O ministro Alexandre de Moraes do Supremo Tribunal Federal determinou a cobrança de multas aplicadas a indivíduos e empresas que obstruíram rodovias após as eleições de 2022. A ordem, formalizada em 17 de dezembro de 2025, decorre da Petição 11.893, relacionada à ADPF 519, proposta pela União através da Advocacia-Geral da União.
Segundo a Gazeta do Povo, a decisão homologou os valores calculados pela AGU, marcando um passo na execução das sanções. Em 5 de março de 2026, o ministro expediu cartas de ordem à Justiça Federal, instruindo que a cobrança seja feita nos domicílios dos devedores.
As penalidades surgem de decisões tomadas em 2022 e 2023, quando o STF ordenou a liberação imediata das rodovias bloqueadas por manifestantes contrários ao resultado das eleições presidenciais. O protesto, liderado por caminhoneiros, ocorreu logo após o anúncio da vitória de Luiz Inácio Lula da Silva, em 30 de outubro de 2022.
A Gazeta do Povo reportou que, na época, o ministro Moraes fixou multas que, em alguns casos, atingiam R$ 100 mil por hora para os responsáveis pelas interdições. O então presidente Jair Bolsonaro solicitou publicamente a desobstrução das vias.

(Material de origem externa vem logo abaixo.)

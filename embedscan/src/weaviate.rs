//! Weaviate segment store.
//!
//! Provides [`WeaviateScanStore`], which walks a class with the REST
//! `/v1/objects` listing and its `after` cursor. The cursor is the id of the
//! last object returned, so no server-side state needs releasing.
//!
//! This module is only available when the `weaviate` feature is enabled.

use std::sync::Arc;

use async_trait::async_trait;
use serde::Deserialize;
use serde_json::Value;

use crate::backend::{BackendKind, ScrollBatch, ScrollScan, SegmentStore};
use crate::error::Result;
use crate::http::{Auth, RestClient, env_var, flatten_metadata};
use crate::metadata::SegmentRecord;

const BACKEND: &str = "weaviate";

/// A [`SegmentStore`] backed by [Weaviate](https://weaviate.io/).
///
/// The collection name is the Weaviate class name.
pub struct WeaviateScanStore {
    client: RestClient,
}

impl WeaviateScanStore {
    /// Create a store talking to the Weaviate instance at `url`.
    pub fn new(url: &str) -> Self {
        Self { client: RestClient::new(BACKEND, url) }
    }

    /// Create a store from `WEAVIATE_URL` and the optional `WEAVIATE_API_KEY`.
    pub fn from_env() -> Result<Self> {
        let store = Self::new(&env_var(BACKEND, "WEAVIATE_URL")?);
        Ok(match std::env::var("WEAVIATE_API_KEY") {
            Ok(key) => store.with_api_key(key),
            Err(_) => store,
        })
    }

    pub fn with_api_key(mut self, key: impl Into<String>) -> Self {
        self.client = self.client.with_auth(Auth::Bearer(key.into()));
        self
    }
}

#[derive(Deserialize)]
struct ObjectsResponse {
    #[serde(default)]
    objects: Vec<WeaviateObject>,
}

#[derive(Deserialize)]
struct WeaviateObject {
    id: String,
    #[serde(default)]
    properties: Value,
}

#[async_trait]
impl ScrollScan for WeaviateScanStore {
    async fn scroll(
        &self,
        collection: &str,
        token: Option<&str>,
        batch_size: usize,
    ) -> Result<ScrollBatch> {
        let limit = batch_size.to_string();
        let mut params = vec![("class", collection), ("limit", limit.as_str())];
        if let Some(after) = token {
            params.push(("after", after));
        }

        let response: ObjectsResponse =
            self.client.send(self.client.get("v1/objects").query(&params)).await?;

        let records: Vec<SegmentRecord> = response
            .objects
            .into_iter()
            .map(|obj| SegmentRecord::new(obj.id, flatten_metadata(&obj.properties, "metadata")))
            .collect();
        let next_token = records.last().map(|r| r.embedding_id.clone());
        Ok(ScrollBatch { records, next_token })
    }
}

impl SegmentStore for WeaviateScanStore {
    fn kind(&self) -> BackendKind {
        BackendKind::Weaviate
    }

    fn scroll_scan(self: Arc<Self>) -> Option<Arc<dyn ScrollScan>> {
        Some(self)
    }
}
//! Chroma segment store.
//!
//! Provides [`ChromaScanStore`], which pages through a Chroma collection with
//! the REST v2 API: one `count` call followed by `get` requests with
//! `limit`/`offset`, asking for metadatas only.
//!
//! This module is only available when the `chroma` feature is enabled.
//!
//! # Example
//!
//! ```rust,ignore
//! use std::sync::Arc;
//! use embedscan::chroma::ChromaScanStore;
//! use embedscan::list_sources;
//!
//! let store = Arc::new(ChromaScanStore::new("http://localhost:8000"));
//! let listing = list_sources("docs", store, 500).await?;
//! ```

use std::collections::HashMap;
use std::sync::Arc;

use async_trait::async_trait;
use serde::{Deserialize, Serialize};
use tokio::sync::RwLock;
use tracing::debug;

use crate::backend::{BackendKind, CountedOffsetScan, OffsetScan, SegmentStore};
use crate::error::Result;
use crate::http::{Auth, RestClient, env_var};
use crate::metadata::{Metadata, SegmentRecord};

const BACKEND: &str = "chroma";
const DEFAULT_TENANT: &str = "default_tenant";
const DEFAULT_DATABASE: &str = "default_database";

/// A [`SegmentStore`] backed by [Chroma](https://www.trychroma.com/).
///
/// Collection names are resolved to Chroma collection ids once and cached.
pub struct ChromaScanStore {
    client: RestClient,
    tenant: String,
    database: String,
    collection_ids: RwLock<HashMap<String, String>>,
}

impl ChromaScanStore {
    /// Create a store talking to the Chroma server at `url`.
    pub fn new(url: &str) -> Self {
        Self {
            client: RestClient::new(BACKEND, url),
            tenant: DEFAULT_TENANT.to_string(),
            database: DEFAULT_DATABASE.to_string(),
            collection_ids: RwLock::new(HashMap::new()),
        }
    }

    /// Create a store from `CHROMA_URL` and the optional `CHROMA_TOKEN`.
    pub fn from_env() -> Result<Self> {
        let store = Self::new(&env_var(BACKEND, "CHROMA_URL")?);
        Ok(match std::env::var("CHROMA_TOKEN") {
            Ok(token) => store.with_token(token),
            Err(_) => store,
        })
    }

    /// Authenticate with an `x-chroma-token` header.
    pub fn with_token(mut self, token: impl Into<String>) -> Self {
        self.client =
            self.client.with_auth(Auth::Header { name: "x-chroma-token", value: token.into() });
        self
    }

    /// Use a tenant and database other than Chroma's defaults.
    pub fn with_database(mut self, tenant: impl Into<String>, database: impl Into<String>) -> Self {
        self.tenant = tenant.into();
        self.database = database.into();
        self
    }

    fn collections_path(&self) -> String {
        format!("api/v2/tenants/{}/databases/{}/collections", self.tenant, self.database)
    }

    async fn collection_id(&self, name: &str) -> Result<String> {
        if let Some(id) = self.collection_ids.read().await.get(name) {
            return Ok(id.clone());
        }

        let path = format!("{}/{name}", self.collections_path());
        let collection: CollectionResponse = self.client.send(self.client.get(&path)).await?;
        debug!(collection = name, id = %collection.id, "resolved chroma collection");

        self.collection_ids.write().await.insert(name.to_string(), collection.id.clone());
        Ok(collection.id)
    }
}

// ── Chroma API request/response types ──────────────────────────────

#[derive(Deserialize)]
struct CollectionResponse {
    id: String,
}

#[derive(Serialize)]
struct GetRequest {
    limit: usize,
    offset: u64,
    include: [&'static str; 1],
}

#[derive(Deserialize)]
struct GetResponse {
    ids: Vec<String>,
    #[serde(default)]
    metadatas: Option<Vec<Option<serde_json::Map<String, serde_json::Value>>>>,
}

// ── Scan primitives ────────────────────────────────────────────────

#[async_trait]
impl OffsetScan for ChromaScanStore {
    async fn fetch_offset(
        &self,
        collection: &str,
        offset: u64,
        limit: usize,
    ) -> Result<Vec<SegmentRecord>> {
        let id = self.collection_id(collection).await?;
        let path = format!("{}/{id}/get", self.collections_path());
        let body = GetRequest { limit, offset, include: ["metadatas"] };
        let response: GetResponse = self.client.send(self.client.post(&path).json(&body)).await?;

        let metadatas = response.metadatas.unwrap_or_default();
        Ok(response
            .ids
            .into_iter()
            .enumerate()
            .map(|(i, id)| {
                let metadata = metadatas
                    .get(i)
                    .and_then(Option::as_ref)
                    .map(Metadata::from_json_object)
                    .unwrap_or_default();
                SegmentRecord::new(id, metadata)
            })
            .collect())
    }
}

#[async_trait]
impl CountedOffsetScan for ChromaScanStore {
    async fn count(&self, collection: &str) -> Result<u64> {
        let id = self.collection_id(collection).await?;
        let path = format!("{}/{id}/count", self.collections_path());
        self.client.send(self.client.get(&path)).await
    }
}

impl SegmentStore for ChromaScanStore {
    fn kind(&self) -> BackendKind {
        BackendKind::Chroma
    }

    fn offset_scan(self: Arc<Self>) -> Option<Arc<dyn OffsetScan>> {
        Some(self)
    }

    fn counted_offset_scan(self: Arc<Self>) -> Option<Arc<dyn CountedOffsetScan>> {
        Some(self)
    }
}
//! Property tests: every pagination strategy reconstructs the same sources.

use std::collections::BTreeMap;
use std::sync::Arc;

use async_trait::async_trait;
use embedscan::{
    FilteredQueryScan, InMemorySegmentStore, KeysetBoundary, KeysetCursor, KeysetQuery,
    ListSourcesService, Metadata, PaginationCursor, ScanConfig, ScanOutcome, ScanStrategy,
    SegmentRecord, SourceRecordMerger, Termination, fields, resolve_key,
};
use proptest::prelude::*;

const STRATEGIES: [ScanStrategy; 4] = [
    ScanStrategy::Offset,
    ScanStrategy::CountThenOffset,
    ScanStrategy::NativeIterator,
    ScanStrategy::Keyset,
];

const DATETIMES: [&str; 3] =
    ["2024-05-01T10:00:00Z", "2024-05-01T10:00:00.250Z", "2024-05-02T08:30:00+02:00"];

/// A segment of one of a handful of sources. Sources are keyed either by
/// `source_id` or by `url` plus datetime, and datetimes collide on purpose.
fn arb_segment() -> impl Strategy<Value = (usize, usize, bool, i64)> {
    (0usize..6, 0usize..DATETIMES.len(), any::<bool>(), 0i64..12)
}

fn build_records(specs: &[(usize, usize, bool, i64)]) -> Vec<SegmentRecord> {
    specs
        .iter()
        .enumerate()
        .map(|(n, &(source, at, by_url, index))| {
            let metadata = if by_url {
                Metadata::new().with(fields::URL, format!("https://example.com/{source}"))
            } else {
                Metadata::new().with(fields::SOURCE_ID, format!("src-{source}"))
            };
            SegmentRecord::new(
                format!("seg-{n:04}"),
                metadata
                    .with(fields::INGESTION_DATETIME, DATETIMES[at])
                    .with(fields::INDEX, index),
            )
        })
        .collect()
}

/// Expected `1 + max(index)` per key, computed without any paging.
fn expected_counts(records: &[SegmentRecord]) -> BTreeMap<String, u64> {
    let mut counts = BTreeMap::new();
    for record in records {
        let index = record.metadata.int_field(fields::INDEX).unwrap() as u64;
        let count = counts.entry(resolve_key(&record.metadata)).or_insert(0);
        *count = (*count).max(index + 1);
    }
    counts
}

fn scan(records: &[SegmentRecord], strategy: ScanStrategy, page_size: usize) -> ScanOutcome {
    let rt = tokio::runtime::Runtime::new().unwrap();
    rt.block_on(async {
        let store = Arc::new(InMemorySegmentStore::new());
        store.create_collection("docs").await;
        store.insert("docs", records.iter().cloned()).await;
        let config =
            ScanConfig::builder().page_size(page_size).embedding_dimensions(8).build().unwrap();
        let service = ListSourcesService::with_strategy(store, strategy, config).unwrap();
        service.scan("docs").await.unwrap()
    })
}

fn counts_of(outcome: &ScanOutcome) -> BTreeMap<String, u64> {
    outcome.summaries.iter().map(|s| (s.key.clone(), s.segment_count)).collect()
}

/// Orders and filters on the raw `(datetime, index, id)` fields, as a
/// string-typed search index does.
struct StringOrderedIndex(Vec<SegmentRecord>);

fn raw_key(record: &SegmentRecord) -> (String, i64, String) {
    (
        record.metadata.str_field(fields::INGESTION_DATETIME).unwrap_or_default(),
        record.metadata.int_field(fields::INDEX).unwrap_or_default(),
        record.embedding_id.clone(),
    )
}

#[async_trait]
impl FilteredQueryScan for StringOrderedIndex {
    async fn query(
        &self,
        _collection: &str,
        query: &KeysetQuery,
    ) -> embedscan::Result<Vec<SegmentRecord>> {
        let after = query
            .after
            .as_ref()
            .map(|b| (b.ingestion_datetime.clone(), b.index, b.embedding_id.clone()));
        let mut rows: Vec<SegmentRecord> = self
            .0
            .iter()
            .filter(|r| after.as_ref().is_none_or(|after| raw_key(r) > *after))
            .cloned()
            .collect();
        rows.sort_by_key(raw_key);
        rows.truncate(query.limit);
        Ok(rows)
    }
}

struct KeysetWalk {
    boundaries: Vec<Option<KeysetBoundary>>,
    ids: Vec<String>,
    termination: Termination,
}

/// Fetch keyset pages until the cursor stops, recording each boundary.
async fn walk_keyset(store: Arc<dyn FilteredQueryScan>, page_size: usize) -> KeysetWalk {
    let cursor = KeysetCursor::new(store, "docs", page_size, 8);
    let mut state = cursor.initial_state();
    let mut walk = KeysetWalk {
        boundaries: vec![None],
        ids: Vec::new(),
        termination: Termination::Exhausted,
    };
    loop {
        let page = cursor.fetch(&state).await.unwrap();
        walk.ids.extend(page.records.iter().map(|r| r.embedding_id.clone()));
        walk.boundaries.push(page.next_state.boundary.clone());
        state = page.next_state;
        if let Some(termination) = page.termination {
            walk.termination = termination;
            return walk;
        }
    }
}

/// *For any* set of well-formed segments, each strategy and page size yields
/// one summary per key whose count is `1 + max(index)` for that key, and
/// finishes within `ceil(R / P) + 1` fetches.
mod prop_strategies_agree {
    use super::*;

    proptest! {
        #![proptest_config(ProptestConfig::with_cases(48))]

        #[test]
        fn every_strategy_matches_the_unpaged_fold(
            specs in proptest::collection::vec(arb_segment(), 0..60),
            page_size in prop_oneof![Just(1usize), Just(2), Just(10), Just(1000)],
        ) {
            let records = build_records(&specs);
            let expected = expected_counts(&records);

            for strategy in STRATEGIES {
                let outcome = scan(&records, strategy, page_size);

                prop_assert_eq!(counts_of(&outcome), expected.clone(), "{}", strategy);
                prop_assert_eq!(outcome.report.termination, Termination::Exhausted);
                prop_assert_eq!(outcome.report.records, records.len());

                let bound = records.len().div_ceil(page_size) + 1;
                prop_assert!(
                    outcome.report.pages <= bound,
                    "{} took {} pages for {} records at page size {}",
                    strategy, outcome.report.pages, records.len(), page_size
                );
            }
        }

        #[test]
        fn merge_is_insensitive_to_arrival_order(
            specs in proptest::collection::vec(arb_segment(), 1..40),
            seed in any::<u64>(),
        ) {
            let records = build_records(&specs);

            let mut forward = SourceRecordMerger::new();
            forward.merge_all(&records);

            let mut shuffled = records.clone();
            let len = shuffled.len();
            for i in 0..len {
                let j = (seed.wrapping_mul(i as u64 + 1).wrapping_add(7) % len as u64) as usize;
                shuffled.swap(i, j);
            }
            let mut backward = SourceRecordMerger::new();
            backward.merge_all(shuffled.iter().rev());

            let counts = |m: SourceRecordMerger| -> Vec<(String, u64)> {
                m.into_summaries().into_iter().map(|s| (s.key, s.segment_count)).collect()
            };
            prop_assert_eq!(counts(forward), counts(backward));
        }

        #[test]
        fn keyset_boundaries_never_move_backwards(
            specs in proptest::collection::vec(arb_segment(), 1..40),
            page_size in 1usize..8,
        ) {
            let records = build_records(&specs);
            let memory = InMemorySegmentStore::new();
            let rt = tokio::runtime::Runtime::new().unwrap();
            rt.block_on(memory.insert("docs", records.iter().cloned()));

            let stores: [Arc<dyn FilteredQueryScan>; 2] =
                [Arc::new(memory), Arc::new(StringOrderedIndex(records.clone()))];
            for store in stores {
                let walk = rt.block_on(walk_keyset(store, page_size));

                prop_assert_eq!(walk.termination, Termination::Exhausted);
                for pair in walk.boundaries.windows(2) {
                    prop_assert!(pair[1] >= pair[0], "{:?} moved back from {:?}", pair[1], pair[0]);
                }
                let mut seen = walk.ids.clone();
                seen.sort();
                seen.dedup();
                prop_assert_eq!(seen.len(), records.len());
            }
        }
    }
}

#[test]
fn empty_collection_lists_nothing_for_every_strategy() {
    for strategy in STRATEGIES {
        let outcome = scan(&[], strategy, 10);
        assert!(outcome.summaries.is_empty(), "{strategy}");
        assert_eq!(outcome.report.pages, 1, "{strategy}");
    }
}
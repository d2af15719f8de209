//! Tracing subscriber setup.
//!
//! Logs go to stderr so stdout carries only the JSON listing.

use anyhow::{Context, Result};
use tracing_subscriber::{EnvFilter, fmt, layer::SubscriberExt, util::SubscriberInitExt};

use crate::cli::LogFormat;

const DEFAULT_FILTER: &str = "info";

/// Install the global subscriber.
///
/// `filter` takes precedence over `RUST_LOG`; both fall back to `info`.
pub fn init_logging(filter: Option<&str>, format: LogFormat, no_color: bool) -> Result<()> {
    let env_filter = match filter {
        Some(directives) => EnvFilter::try_new(directives)
            .with_context(|| format!("invalid log filter '{directives}'"))?,
        None => EnvFilter::try_from_default_env()
            .unwrap_or_else(|_| EnvFilter::new(DEFAULT_FILTER)),
    };

    let registry = tracing_subscriber::registry().with(env_filter);
    match format {
        LogFormat::Pretty => registry
            .with(
                fmt::layer()
                    .with_writer(std::io::stderr)
                    .with_target(true)
                    .with_ansi(!no_color),
            )
            .try_init(),
        LogFormat::Json => registry
            .with(fmt::layer().json().with_writer(std::io::stderr).with_current_span(false))
            .try_init(),
    }
    .context("failed to initialize logging")
}
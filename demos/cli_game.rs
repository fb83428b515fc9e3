//! CLI matching game demo.

#![allow(clippy::missing_docs_in_private_items)]

use std::io::{self, Write};
use std::time::{SystemTime, UNIX_EPOCH};

use matchrs::{Card, Game, GameOptions, Player, Suit, TurnAction};

fn main() {
    println!("Welcome to the Card Game!");

    let packs = match prompt_usize("Enter the number of packs of cards to use: ") {
        Some(packs) if packs >= 1 => packs,
        Some(_) => {
            println!("Invalid number of packs. Using 1 pack.");
            1
        }
        None => return,
    };

    let seed = SystemTime::now()
        .duration_since(UNIX_EPOCH)
        .unwrap_or_default()
        .as_secs();

    println!("\nInitializing game with {packs} pack(s) of cards...\n");

    let packs = u8::try_from(packs).unwrap_or(u8::MAX);
    let options = GameOptions::default().with_packs(packs);
    let game = Game::new(options, seed);

    if let Err(err) = game.deal() {
        println!("Deal error: {err}");
        return;
    }

    for player in [Player::One, Player::Two] {
        print_hand(&game, player);
    }

    if let Some(first) = game.discard_top() {
        println!("First card: {}\n", format_card(first));
    }

    let mut consecutive_passes = 0;

    loop {
        let result = match game.play_turn() {
            Ok(result) => result,
            Err(err) => {
                println!("Turn error: {err}");
                return;
            }
        };

        let number = result.player.number();

        if result.refilled {
            println!(
                "Hidden deck was empty. Played cards have been shuffled and moved to hidden deck.\n"
            );
        }

        match result.action {
            TurnAction::Played(card) => {
                println!("Player {number} played card {}", format_card(card));
                consecutive_passes = 0;
            }
            TurnAction::Drew(card) => {
                println!(
                    "Player {number} picks card {} from the hidden deck",
                    format_card(card)
                );
                consecutive_passes = 0;
            }
            TurnAction::Passed => {
                println!("Hidden deck is empty, Player {number} cannot pick a card");
                consecutive_passes += 1;
            }
        }

        print_hand(&game, result.player);

        if let Some(winner) = result.winner {
            println!("Player {} wins!", winner.number());
            break;
        }

        if consecutive_passes >= 2 {
            println!("Neither player can move and the hidden deck cannot be refilled.");
            break;
        }
    }
}

fn prompt_usize(prompt: &str) -> Option<usize> {
    loop {
        print!("{prompt}");
        let _ = io::stdout().flush();

        let mut input = String::new();
        if io::stdin().read_line(&mut input).is_err() {
            return None;
        }
        let input = input.trim();
        if input.is_empty() || input == "q" || input == "quit" {
            return None;
        }
        match input.parse::<usize>() {
            Ok(value) => return Some(value),
            Err(_) => println!("Please enter a number."),
        }
    }
}

fn print_hand(game: &Game, player: Player) {
    let cards = game.hand_cards(player);
    let listing = if cards.is_empty() {
        "(empty)".to_string()
    } else {
        cards
            .iter()
            .map(|&card| format_card(card))
            .collect::<Vec<_>>()
            .join(", ")
    };
    println!("Player {} cards:\n{listing}\n", player.number());
}

fn format_card(card: Card) -> String {
    let color_code = match card.suit {
        Suit::Heart | Suit::Diamond => "31",
        Suit::Club => "32",
        Suit::Spade => "34",
    };
    colorize(&card.to_string(), color_code)
}

fn colorize(text: &str, code: &str) -> String {
    format!("\u{1b}[{code}m{text}\u{1b}[0m")
}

A decisão de dezembro de 2025 considerou “razoáveis” os critérios utilizados pela AGU para determinar os valores devidos, permitindo sua execução. Adicionalmente, a decisão estabeleceu que quaisquer questionamentos devem ser avaliados pelos juízes responsáveis pela cobrança, e não diretamente pelo STF.
A ordem também inclui o levantamento de restrições sobre veículos de proprietários que não estão na lista de infratores, após a homologação. Os valores das multas são individuais, calculados com base no grau de participação e no descumprimento das ordens judiciais.